If i have the region: $$W=\left\{ \left( x,y\right) \in \mathbb{R} ^{2}:0\leq y\leq x\leq 1\right\} $$
And the random vector $(X,Y)$ with the following joint PDF:
$$ \begin{equation} f_{(X,Y)}(x,y)= \left\{ \begin{array}{@{}ll@{}} c(x^4 + y^2), & \text{if}\ \left( x,y\right) \in W \\ 0, & \text{otherwise} \end{array}\right. \end{equation} $$
How can i find the probability distribution of the variable $S=(X-Y)$?

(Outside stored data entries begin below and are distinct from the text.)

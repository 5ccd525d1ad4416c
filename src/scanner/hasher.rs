//! Streaming file hasher with prefix and full-content modes.
//!
//! # Overview
//!
//! The [`Hasher`] reads a file through a fixed-size buffer (or a read-only
//! memory map above a size threshold) and feeds it into the configured
//! [`ChecksumAlgorithm`]. Prefix hashing reads at most
//! [`DEFAULT_PREFIX_SIZE`] bytes and is used to cheaply split same-size
//! groups before committing to a full read.
//!
//! The shutdown flag is polled between chunks. A cancelled hash drops the
//! partial state and the file handle before returning
//! [`HashError::Cancelled`].
//!
//! # Example
//!
//! ```no_run
//! use dupelint::scanner::{ChecksumAlgorithm, Hasher};
//! use std::path::Path;
//!
//! let hasher = Hasher::new(ChecksumAlgorithm::Sha256);
//! let prefix = hasher.prefix_digest(Path::new("a.bin")).unwrap();
//! let full = hasher.full_digest(Path::new("a.bin")).unwrap();
//! println!("{} / {}", prefix.to_hex(), full.to_hex());
//! ```

use std::fs::File;
use std::io::Read;
use std::path::Path;
use std::sync::atomic::{AtomicBool, Ordering};
use std::sync::Arc;

use memmap2::Mmap;

use super::checksum::{Checksum, ChecksumAlgorithm, Digest};
use super::HashError;

/// Default number of leading bytes read by [`Hasher::prefix_digest`].
pub const DEFAULT_PREFIX_SIZE: u64 = 4096;

/// Read buffer size for streaming hashes.
const READ_CHUNK_SIZE: usize = 64 * 1024;

/// Default size above which memory mapping is used.
const DEFAULT_MMAP_THRESHOLD: u64 = 64 * 1024 * 1024;

/// File content hasher bound to one algorithm.
#[derive(Debug, Clone)]
pub struct Hasher {
    algorithm: ChecksumAlgorithm,
    prefix_size: u64,
    use_mmap: bool,
    mmap_threshold: u64,
    shutdown_flag: Option<Arc<AtomicBool>>,
}

impl Default for Hasher {
    fn default() -> Self {
        Self::new(ChecksumAlgorithm::default())
    }
}

impl Hasher {
    /// Create a hasher for the given algorithm.
    #[must_use]
    pub fn new(algorithm: ChecksumAlgorithm) -> Self {
        Self {
            algorithm,
            prefix_size: DEFAULT_PREFIX_SIZE,
            use_mmap: false,
            mmap_threshold: DEFAULT_MMAP_THRESHOLD,
            shutdown_flag: None,
        }
    }

    /// Set the prefix length used by [`Hasher::prefix_digest`].
    #[must_use]
    pub fn with_prefix_size(mut self, size: u64) -> Self {
        self.prefix_size = size.max(1);
        self
    }

    /// Enable or disable memory-mapped reads for large files.
    #[must_use]
    pub fn with_mmap(mut self, enabled: bool) -> Self {
        self.use_mmap = enabled;
        self
    }

    /// Set the file size above which memory mapping is used.
    #[must_use]
    pub fn with_mmap_threshold(mut self, threshold: u64) -> Self {
        self.mmap_threshold = threshold;
        self
    }

    /// Set the shutdown flag polled between chunks.
    #[must_use]
    pub fn with_shutdown_flag(mut self, flag: Arc<AtomicBool>) -> Self {
        self.shutdown_flag = Some(flag);
        self
    }

    /// Algorithm used by this hasher.
    #[must_use]
    pub fn algorithm(&self) -> ChecksumAlgorithm {
        self.algorithm
    }

    /// Configured prefix length.
    #[must_use]
    pub fn prefix_size(&self) -> u64 {
        self.prefix_size
    }

    fn is_shutdown_requested(&self) -> bool {
        self.shutdown_flag
            .as_ref()
            .is_some_and(|f| f.load(Ordering::SeqCst))
    }

    /// Hash the first `prefix_size` bytes of a file.
    ///
    /// For files no larger than the prefix this equals [`Hasher::full_digest`].
    ///
    /// # Errors
    ///
    /// Returns [`HashError`] if the file cannot be opened or read, or if
    /// the run was cancelled.
    pub fn prefix_digest(&self, path: &Path) -> Result<Digest, HashError> {
        self.digest_file(path, Some(self.prefix_size))
    }

    /// Hash the entire content of a file.
    ///
    /// # Errors
    ///
    /// Returns [`HashError`] if the file cannot be opened or read, or if
    /// the run was cancelled.
    pub fn full_digest(&self, path: &Path) -> Result<Digest, HashError> {
        self.digest_file(path, None)
    }

    /// Hash up to `limit` bytes of a file (`None` reads to the end).
    ///
    /// # Errors
    ///
    /// Returns [`HashError`] on I/O failure or cancellation.
    pub fn digest_file(&self, path: &Path, limit: Option<u64>) -> Result<Digest, HashError> {
        if self.is_shutdown_requested() {
            return Err(HashError::Cancelled(path.to_path_buf()));
        }

        let file = File::open(path).map_err(|e| HashError::from_io(path, e))?;
        let mut checksum = Checksum::new(self.algorithm);

        let file_len = file
            .metadata()
            .map_err(|e| HashError::from_io(path, e))?
            .len();
        let wanted = limit.map_or(file_len, |l| l.min(file_len));

        if self.use_mmap && limit.is_none() && file_len > self.mmap_threshold {
            match self.hash_mmap(&file, path, &mut checksum) {
                Ok(()) => return Ok(checksum.finalize()),
                Err(MmapFailure::Cancelled) => return Err(HashError::Cancelled(path.to_path_buf())),
                Err(MmapFailure::Map(e)) => {
                    log::debug!(
                        "Memory map failed for {}, falling back to buffered read: {}",
                        path.display(),
                        e
                    );
                    checksum = Checksum::new(self.algorithm);
                }
            }
        }

        self.hash_reader(file, path, wanted, &mut checksum)?;
        Ok(checksum.finalize())
    }

    fn hash_reader(
        &self,
        file: File,
        path: &Path,
        wanted: u64,
        checksum: &mut Checksum,
    ) -> Result<(), HashError> {
        let mut reader = file.take(wanted);
        let mut buffer = vec![0u8; READ_CHUNK_SIZE];

        loop {
            if self.is_shutdown_requested() {
                log::trace!("Abandoning partial hash of {}", path.display());
                return Err(HashError::Cancelled(path.to_path_buf()));
            }
            let n = match reader.read(&mut buffer) {
                Ok(0) => break,
                Ok(n) => n,
                Err(e) if e.kind() == std::io::ErrorKind::Interrupted => continue,
                Err(e) => return Err(HashError::from_io(path, e)),
            };
            checksum.update(&buffer[..n]);
        }
        Ok(())
    }

    fn hash_mmap(
        &self,
        file: &File,
        path: &Path,
        checksum: &mut Checksum,
    ) -> Result<(), MmapFailure> {
        // SAFETY: the map is read-only and dropped before returning. A file
        // truncated concurrently can fault; the buffered path is the fallback.
        let mmap = unsafe { Mmap::map(file) }.map_err(MmapFailure::Map)?;
        log::trace!("Hashing {} via mmap ({} bytes)", path.display(), mmap.len());

        for chunk in mmap.chunks(READ_CHUNK_SIZE * 16) {
            if self.is_shutdown_requested() {
                return Err(MmapFailure::Cancelled);
            }
            checksum.update(chunk);
        }
        Ok(())
    }
}

enum MmapFailure {
    Map(std::io::Error),
    Cancelled,
}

Note first that $S$ ranges from $0$ to $1$. Now given any $0\leq s\leq 1$, if we want to write $s=x-y$, then we must have $s\leq x\leq 1$ and $y=x-s$. Thus we should have, for $0\leq s\leq 1$, $$ f_S(s)=\int_s^1f_{X,Y}(x,x-s)dx=\int_s^1c(x^4+(x-s)^2)dx $$
Hint: First find c using the below
$$\int_{0}^{1}\int_{y}^{1} c(x^4+y^4)dxdy = 1$$
Then follow the procedure outlined by the other responder, this is not an answer. Just an aid.